Contemplando uno strapiombo di Capri ho provato il desiderio violento di buttarmi giù.
Eppure non è stato un desiderio funesto, anzi, il contrario. È durato un attimo, il tempo di formularlo e poi tornare presente a me stessa. Subito dopo ho compreso che non è stato un parto spontaneo della mia mente, ma un anelito indotto da quel luogo in particolare. Allora mi sono chiesta se esistono posti nel mondo che a causa della loro estrema magnificenza ci fanno sentire così – tragici – consapevoli di calpestare un terreno non adatto agli esseri umani, ma solo a divinità che hanno deciso di ritirarsi altrove.
E mi sono chiesta anche se, proprio in virtù del fatto che la fama di certi posti li precede, ci costringiamo a provare dei sentimenti, che siano amore, odio, disgusto, fascinazione, non importa.

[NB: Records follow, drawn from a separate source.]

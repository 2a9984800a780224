//! Ring buffers shared between the audio callback threads and the agent loop.
//!
//! The capture callback and playback callback both run on OS audio threads
//! and must not allocate or block. All three buffer types here use a
//! `parking_lot::Mutex` over a pre-sized `Vec`/`VecDeque` rather than a
//! lock-free SPSC queue: the teacher's `ringbuf::HeapRb` producer cannot
//! itself discard old entries on overflow (only the consumer can pop), but
//! spec.md §5 requires drop-oldest-on-overflow semantics for the input FIFO.
//! An uncontended `parking_lot::Mutex` lock is cheap enough for 20 ms frame
//! cadence and matches the `Mutex<Vec<f32>>`-guarded sample buffer idiom
//! used for cpal output callbacks elsewhere in the pack.

pub mod frame;
pub mod preroll;

use std::collections::VecDeque;
use std::sync::atomic::{AtomicU64, Ordering};
use std::sync::Arc;
use std::time::{Duration, Instant};

use parking_lot::{Condvar, Mutex};

use frame::{AudioBuffer, AudioFrame, Sample};

/// Bounded FIFO of captured frames. Overflow drops the *oldest* frame and
/// increments `overflow_count`, never the newest (spec.md §5).
pub struct InputFifo {
    inner: Mutex<VecDeque<AudioFrame>>,
    not_empty: Condvar,
    capacity: usize,
    overflow_count: AtomicU64,
}

impl InputFifo {
    pub fn new(capacity: usize) -> Arc<Self> {
        Arc::new(Self {
            inner: Mutex::new(VecDeque::with_capacity(capacity)),
            not_empty: Condvar::new(),
            capacity,
            overflow_count: AtomicU64::new(0),
        })
    }

    /// Push a frame, called from the capture callback thread. Never blocks.
    pub fn push(&self, frame: AudioFrame) {
        let mut guard = self.inner.lock();
        if guard.len() >= self.capacity {
            guard.pop_front();
            self.overflow_count.fetch_add(1, Ordering::Relaxed);
        }
        guard.push_back(frame);
        self.not_empty.notify_one();
    }

    /// Pop the next frame, blocking up to `timeout` (one frame period).
    /// Returns `None` on timeout.
    pub fn pop_timeout(&self, timeout: Duration) -> Option<AudioFrame> {
        let mut guard = self.inner.lock();
        if guard.is_empty() {
            let deadline = Instant::now() + timeout;
            loop {
                let remaining = deadline.saturating_duration_since(Instant::now());
                if remaining.is_zero() {
                    return None;
                }
                let result = self.not_empty.wait_for(&mut guard, remaining);
                if !guard.is_empty() {
                    break;
                }
                if result.timed_out() {
                    return None;
                }
            }
        }
        guard.pop_front()
    }

    /// Discard all buffered frames. Called on every transition into
    /// IdleListening so audio produced while blocked in STT/LLM/TTS does
    /// not retroactively retrigger the VAD.
    pub fn flush(&self) {
        self.inner.lock().clear();
    }

    pub fn overflow_count(&self) -> u64 {
        self.overflow_count.load(Ordering::Relaxed)
    }

    pub fn len(&self) -> usize {
        self.inner.lock().len()
    }

    pub fn is_empty(&self) -> bool {
        self.len() == 0
    }
}

/// Atomic-swap playback queue shared with the output callback thread.
///
/// `play` replaces the queue atomically; `append_playback` extends it
/// (used for streaming TTS). Draining happens on the output callback.
pub struct PlaybackQueue {
    inner: Mutex<VecDeque<Sample>>,
    draining: std::sync::atomic::AtomicBool,
}

impl PlaybackQueue {
    pub fn new() -> Arc<Self> {
        Arc::new(Self {
            inner: Mutex::new(VecDeque::new()),
            draining: std::sync::atomic::AtomicBool::new(false),
        })
    }

    pub fn play(&self, buf: &AudioBuffer) {
        let mut guard = self.inner.lock();
        guard.clear();
        guard.extend(buf.samples.iter().copied());
        self.draining.store(!guard.is_empty(), Ordering::Release);
    }

    pub fn append(&self, buf: &AudioBuffer) {
        let mut guard = self.inner.lock();
        guard.extend(buf.samples.iter().copied());
        if !guard.is_empty() {
            self.draining.store(true, Ordering::Release);
        }
    }

    pub fn stop(&self) {
        let mut guard = self.inner.lock();
        guard.clear();
        self.draining.store(false, Ordering::Release);
    }

    /// Called from the output callback: fill `out` with up to `out.len()`
    /// samples, zero-padding the remainder. Returns samples written.
    pub fn drain_into(&self, out: &mut [Sample]) -> usize {
        let mut guard = self.inner.lock();
        let n = out.len().min(guard.len());
        for slot in out.iter_mut().take(n) {
            *slot = guard.pop_front().unwrap_or(0);
        }
        for slot in out.iter_mut().skip(n) {
            *slot = 0;
        }
        if guard.is_empty() {
            self.draining.store(false, Ordering::Release);
        }
        n
    }

    /// True iff the queue is empty and the device has drained.
    pub fn is_complete(&self) -> bool {
        !self.draining.load(Ordering::Acquire) && self.inner.lock().is_empty()
    }

    pub fn queued_len(&self) -> usize {
        self.inner.lock().len()
    }
}

#[cfg(test)]
mod tests {
    use super::*;

    #[test]
    fn input_fifo_drops_oldest_on_overflow() {
        let fifo = InputFifo::new(2);
        fifo.push(AudioFrame::new(vec![1], 16_000));
        fifo.push(AudioFrame::new(vec![2], 16_000));
        fifo.push(AudioFrame::new(vec![3], 16_000));
        assert_eq!(fifo.overflow_count(), 1);
        let first = fifo.pop_timeout(Duration::from_millis(10)).unwrap();
        assert_eq!(first.samples, vec![2]);
        let second = fifo.pop_timeout(Duration::from_millis(10)).unwrap();
        assert_eq!(second.samples, vec![3]);
    }

    #[test]
    fn input_fifo_pop_timeout_returns_none_when_empty() {
        let fifo = InputFifo::new(4);
        assert!(fifo.pop_timeout(Duration::from_millis(5)).is_none());
    }

    #[test]
    fn input_fifo_flush_clears_pending_frames() {
        let fifo = InputFifo::new(4);
        fifo.push(AudioFrame::new(vec![1], 16_000));
        fifo.flush();
        assert!(fifo.is_empty());
    }

    #[test]
    fn playback_queue_play_replaces_and_drains() {
        let q = PlaybackQueue::new();
        q.play(&AudioBuffer::from_samples(vec![1, 2, 3], 16_000));
        assert!(!q.is_complete());
        let mut out = [0i16; 2];
        let n = q.drain_into(&mut out);
        assert_eq!(n, 2);
        assert_eq!(out, [1, 2]);
        assert!(!q.is_complete());
        let n2 = q.drain_into(&mut out);
        assert_eq!(n2, 1);
        assert!(q.is_complete());
    }

    #[test]
    fn playback_queue_append_extends_current_queue() {
        let q = PlaybackQueue::new();
        q.play(&AudioBuffer::from_samples(vec![1, 2], 16_000));
        q.append(&AudioBuffer::from_samples(vec![3, 4], 16_000));
        assert_eq!(q.queued_len(), 4);
    }

    #[test]
    fn playback_queue_stop_clears_immediately() {
        let q = PlaybackQueue::new();
        q.play(&AudioBuffer::from_samples(vec![1, 2], 16_000));
        q.stop();
        assert!(q.is_complete());
    }
}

C’è una responsabilità cognitiva che abbiamo nei loro confronti. Non si può restare indifferenti davanti a una scogliera di Capri: la potenziale assenza di slanci emotivi sarebbe un demerito, ci farebbe sentire insensibili, poco profondi, magari un po’ mediocri e noi non vogliamo essere mediocri, vogliamo visitare un luogo nuovo e poter scolpire nella pietra la nostra opinione, dire “qui, ho sentito qualcosa”.
Capri è uno di questi.
Ci ho messo piede per la prima volta a quasi trentotto anni, nonostante io viva a Napoli già da venti. Avevo delle aspettative enormi, com’è normale che sia per luoghi così famosi e iper-raccontati, ma tutte le mie fantasticherie si sono frantumate in cima a quello strapiombo. Lì, davanti alla scogliera di Punta Cannone, ho avuto come l’impressione che addormentarsi a Capri portasse con sé il rischio di non svegliarsi mai più.

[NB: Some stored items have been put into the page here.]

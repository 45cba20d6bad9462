use serde::Serialize;

/// Events delivered from `SliderSensor::handle_events`.
#[derive(Debug, Clone, Copy, PartialEq, Eq, Serialize)]
#[serde(tag = "event", content = "data", rename_all = "snake_case")]
pub enum SliderEvent {
    /// Filtered position, sent on every pressed tick.
    Position(u32),
    RightSwipe,
    LeftSwipe,
    /// Signed travel between touch-down and release.
    Release(i32),
}

impl SliderEvent {
    /// The int32 payload carried alongside the event kind.
    pub fn data(&self) -> i32 {
        match *self {
            SliderEvent::Position(p) => p.min(i32::MAX as u32) as i32,
            SliderEvent::RightSwipe | SliderEvent::LeftSwipe => 0,
            SliderEvent::Release(d) => d,
        }
    }

    pub fn name(&self) -> &'static str {
        match self {
            SliderEvent::Position(_) => "position",
            SliderEvent::RightSwipe => "right_swipe",
            SliderEvent::LeftSwipe => "left_swipe",
            SliderEvent::Release(_) => "release",
        }
    }
}

/// Receiver of slider events.
///
/// Called synchronously from inside `handle_events`; implementations must
/// not drive the same sensor from here.
pub trait SliderEventHandler {
    fn on_position(&mut self, _position: u32) {}
    fn on_right_swipe(&mut self) {}
    fn on_left_swipe(&mut self) {}
    fn on_release(&mut self, _displacement: i32) {}

    fn on_event(&mut self, event: SliderEvent) {
        match event {
            SliderEvent::Position(p) => self.on_position(p),
            SliderEvent::RightSwipe => self.on_right_swipe(),
            SliderEvent::LeftSwipe => self.on_left_swipe(),
            SliderEvent::Release(d) => self.on_release(d),
        }
    }
}

impl<F: FnMut(SliderEvent)> SliderEventHandler for F {
    fn on_event(&mut self, event: SliderEvent) {
        self(event)
    }
}

/// Handler that drops every event.
#[derive(Debug, Default, Clone, Copy)]
pub struct NoopHandler;

impl SliderEventHandler for NoopHandler {}

#[cfg(test)]
mod tests {
    use super::*;

    #[derive(Default)]
    struct Counts {
        positions: u32,
        swipes: u32,
        released: Option<i32>,
    }

    impl SliderEventHandler for Counts {
        fn on_position(&mut self, _: u32) {
            self.positions += 1;
        }
        fn on_right_swipe(&mut self) {
            self.swipes += 1;
        }
        fn on_left_swipe(&mut self) {
            self.swipes += 1;
        }
        fn on_release(&mut self, d: i32) {
            self.released = Some(d);
        }
    }

    #[test]
    fn routes_to_per_event_methods() {
        let mut c = Counts::default();
        for e in [
            SliderEvent::Position(1),
            SliderEvent::Position(2),
            SliderEvent::LeftSwipe,
            SliderEvent::Release(-40),
        ] {
            c.on_event(e);
        }
        assert_eq!((c.positions, c.swipes, c.released), (2, 1, Some(-40)));
    }

    #[test]
    fn closures_are_handlers() {
        let mut seen = Vec::new();
        let mut h = |e: SliderEvent| seen.push(e.data());
        h.on_event(SliderEvent::Position(42));
        h.on_event(SliderEvent::RightSwipe);
        assert_eq!(seen, vec![42, 0]);
    }

    #[test]
    fn serialises_as_tagged_json() {
        let json = serde_json::to_string(&SliderEvent::Release(-12)).unwrap();
        assert_eq!(json, r#"{"event":"release","data":-12}"#);
        let json = serde_json::to_string(&SliderEvent::RightSwipe).unwrap();
        assert_eq!(json, r#"{"event":"right_swipe"}"#);
    }
}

È stato un “pensiero del terrazzo”, come li definiva Raffaele La Capria. Lui, autore napoletano che aveva l’isola nel nome, ha scritto che la vera meraviglia di Capri sono le rocce e non il mare e che Gustave Doré si è ispirato a esse per le illustrazioni dell’Inferno dantesco1.
Sembra forzato associare un’isola azzurra come Capri alle atmosfere crepuscolari di Doré. Eppure. Per me le isole sono sempre in bianco e nero. La divergenza tra luci e ombre sublima la natura pericolosa e ammaliante delle isole. Isole minuscole. Come Capri, Tavolara, Stromboli. Se penso a loro, penso in bianco e nero. Le ho visitate tutte e tre, in ordine decrescente di tempo – Capri poche settimane fa, Stromboli a quattordici anni – e di personalità. In adolescenza ero una persona molto diversa da quella che sono ora, ma la sensazione non è mai cambiata: le isole minuscole mi fanno sentire melancolica. Appunto, tragica.
Quest’estate ho visto Tavolara per la prima volta e non sono riuscita a togliervi gli occhi di dosso per ore. Ho scoperto che anche sulla sua cresta rocciosa c’è uno strapiombo che si chiama Punta Cannone. Un’isola dritta come una lancia, che a colori dice poco, ma in bianco e nero si trasforma magicamente in un luogo fiabesco, nell’accezione che i fratelli Grimm davano alle fiabe tedesche: inquietante. Anche Capri è inquietante. Forse è dovuto alla vertigine, ai suoi precipizi, al peso della sua bellezza. Te lo senti tutto addosso, ti schiaccia a terra. Il mare che si infrange sulle scogliere canta. I capresi lo chiamano “fiatone”, quel soffiare del vento che si insinua tra gli scogli. Un sospiro immenso2, come l’ha definito La Capria.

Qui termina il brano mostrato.